Today in history we learned about how, by the end of the Victorian era, Britain controlled an empire – the largest in the history of the world – that covered almost a quarter of the surface of the Earth and included almost a quarter of its people. We discussed what was meant when it was said that “the sun never set on the British empire.”
We talked about how Britain became rich from trade with the empire and London became the world’s largest and wealthiest city and port. We looked at images of the wharfs and warehouses along the Thames at that time and at some of London’s grand, iconic Victorian buildings.
On Monday, we’ll continue the lesson by looking in more detail at the British control of India – the so-called “jewel in the crown” of the empire – when we’ll try also to see the empire from the point of view and through the experience of the Indian nation and people. Several members of the class come from families that once lived in countries formerly part of the empire. If there is any family history that they could share, then that would be incredibly valuable to our learning.
We need to start planning the class Christmas hoop. I’m open to ideas, of course, but one thought is to try to create a blizzard of snowflakes.
This week’s Friday challenge is to come up with a design idea and – if you go with the blizzard concept – perhaps to try creating a sample snowflake.
If there’s a mum or dad with arts and crafts skills (and a snowflake plan!) who’d like to come into the class for an afternoon to help create the Christmas hoop then you would be very welcome.
Working with Mr Cranston this morning, the children did a science practical to simulate the human digestive system.
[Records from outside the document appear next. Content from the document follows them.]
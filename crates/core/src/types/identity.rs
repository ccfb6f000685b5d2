//! Caller identity: who is acting on an order.
//!
//! Three ways a caller can be known, tracked per order:
//! - anonymously, keyed by a per-session UUID
//! - as a named guest, bound by presenting an invite link
//! - as an authenticated principal with a stable subject identifier
//!
//! Admin standing is orthogonal: any of the three can hold it once the
//! order's admin link has been presented.

use core::fmt;
use std::collections::BTreeSet;

use serde::{Deserialize, Serialize};
use uuid::Uuid;

/// How the caller is known to the service.
#[derive(Debug, Clone, PartialEq, Eq, Serialize, Deserialize)]
#[serde(tag = "kind", rename_all = "snake_case")]
pub enum Actor {
    /// Known only by a per-session UUID.
    Anonymous {
        /// Session-scoped identifier, minted on first contact.
        session: Uuid,
    },
    /// Bound to a specific guest name via an invite link.
    ///
    /// Two presentations of the same link (or of two links naming the same
    /// guest) resolve to the same actor - the name is the identity.
    Guest {
        /// The invited guest's name, as signed into the link.
        name: String,
    },
    /// An authenticated principal from the deployment's identity provider.
    Authenticated {
        /// Stable subject identifier.
        subject: String,
    },
}

impl Actor {
    /// Stable ownership key for this actor.
    ///
    /// Stored on items and compared for ownership checks. The prefixes keep
    /// the three namespaces disjoint.
    #[must_use]
    pub fn key(&self) -> ActorKey {
        match self {
            Self::Anonymous { session } => ActorKey(format!("anon:{session}")),
            Self::Guest { name } => ActorKey(format!("guest:{name}")),
            Self::Authenticated { subject } => ActorKey(format!("oidc:{subject}")),
        }
    }

    /// Is this an anonymous actor?
    #[must_use]
    pub const fn is_anonymous(&self) -> bool {
        matches!(self, Self::Anonymous { .. })
    }

    /// Is this an invite-bound guest?
    #[must_use]
    pub const fn is_guest(&self) -> bool {
        matches!(self, Self::Guest { .. })
    }

    /// Is this an authenticated principal?
    #[must_use]
    pub const fn is_authenticated(&self) -> bool {
        matches!(self, Self::Authenticated { .. })
    }
}

/// Stable ownership key derived from an [`Actor`].
///
/// This is what item rows store as their owner column.
#[derive(Debug, Clone, PartialEq, Eq, Hash, PartialOrd, Ord, Serialize, Deserialize)]
#[serde(transparent)]
pub struct ActorKey(String);

impl ActorKey {
    /// Returns the key as a string slice.
    #[must_use]
    pub fn as_str(&self) -> &str {
        &self.0
    }

    /// Consumes the key and returns its inner string.
    #[must_use]
    pub fn into_inner(self) -> String {
        self.0
    }
}

/// For values read back from storage.
impl From<String> for ActorKey {
    fn from(s: String) -> Self {
        Self(s)
    }
}

impl fmt::Display for ActorKey {
    fn fmt(&self, f: &mut fmt::Formatter<'_>) -> fmt::Result {
        write!(f, "{}", self.0)
    }
}

/// A role held by an identity for a particular order.
#[derive(
    Debug, Clone, Copy, PartialEq, Eq, PartialOrd, Ord, Hash, Serialize, Deserialize,
)]
#[serde(rename_all = "snake_case")]
pub enum Role {
    /// May take part in the order, subject to its capability rules.
    Participant,
    /// Holds the order's admin standing.
    Admin,
}

/// A resolved identity: the actor plus order-scoped roles.
#[derive(Debug, Clone, PartialEq, Eq, Serialize, Deserialize)]
pub struct Identity {
    /// Who is acting.
    pub actor: Actor,
    /// Name shown next to this caller's items.
    pub display_name: String,
    /// Roles held for the order this identity was resolved against.
    pub roles: BTreeSet<Role>,
}

impl Identity {
    /// Create an identity with the [`Role::Participant`] role.
    #[must_use]
    pub fn new(actor: Actor, display_name: impl Into<String>) -> Self {
        Self {
            actor,
            display_name: display_name.into(),
            roles: BTreeSet::from([Role::Participant]),
        }
    }

    /// Grant the admin role, returning the modified identity.
    #[must_use]
    pub fn with_admin(mut self) -> Self {
        self.roles.insert(Role::Admin);
        self
    }

    /// Does this identity hold the admin role?
    #[must_use]
    pub fn is_admin(&self) -> bool {
        self.roles.contains(&Role::Admin)
    }

    /// Ownership key for the underlying actor.
    #[must_use]
    pub fn key(&self) -> ActorKey {
        self.actor.key()
    }
}

#[cfg(test)]
#[allow(clippy::unwrap_used, clippy::indexing_slicing)]
mod tests {
    use super::*;

    fn anon() -> Actor {
        Actor::Anonymous {
            session: Uuid::new_v4(),
        }
    }

    #[test]
    fn test_actor_keys_use_disjoint_prefixes() {
        let a = anon().key();
        let g = Actor::Guest {
            name: "Alice".to_owned(),
        }
        .key();
        let s = Actor::Authenticated {
            subject: "alice@example.com".to_owned(),
        }
        .key();

        assert!(a.as_str().starts_with("anon:"));
        assert!(g.as_str().starts_with("guest:"));
        assert!(s.as_str().starts_with("oidc:"));
    }

    #[test]
    fn test_same_guest_name_same_key() {
        let first = Actor::Guest {
            name: "Alice".to_owned(),
        };
        let second = Actor::Guest {
            name: "Alice".to_owned(),
        };
        assert_eq!(first.key(), second.key());
    }

    #[test]
    fn test_different_sessions_different_keys() {
        assert_ne!(anon().key(), anon().key());
    }

    #[test]
    fn test_new_identity_is_participant_not_admin() {
        let identity = Identity::new(anon(), "Someone");
        assert!(identity.roles.contains(&Role::Participant));
        assert!(!identity.is_admin());
    }

    #[test]
    fn test_with_admin_grants_admin() {
        let identity = Identity::new(anon(), "Someone").with_admin();
        assert!(identity.is_admin());
        assert!(identity.roles.contains(&Role::Participant));
    }

    #[test]
    fn test_actor_serde_kind_tags() {
        let json = serde_json::to_value(Actor::Guest {
            name: "Bob".to_owned(),
        })
        .unwrap();
        assert_eq!(json["kind"], "guest");
        assert_eq!(json["name"], "Bob");
    }
}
It’d probably be best if they explain, although I’m not sure that I can see too much of the “end product” that we were aiming to create in these pictures.
Bookings and available slots
A reminder that tomorrow children and staff are invited to come into school in their onesie or pyjamas.
In return, we are asking those dressing up to donate a coin which we will pass on to Children in Need. Children in Need is the BBC’s UK charity that raises money to change the lives of disadvantaged children and young people in the UK.
Thank you for your support.
In maths we learned or recapped the method for finding the perimeter of a shape and then practised drawing shapes with different perimeters.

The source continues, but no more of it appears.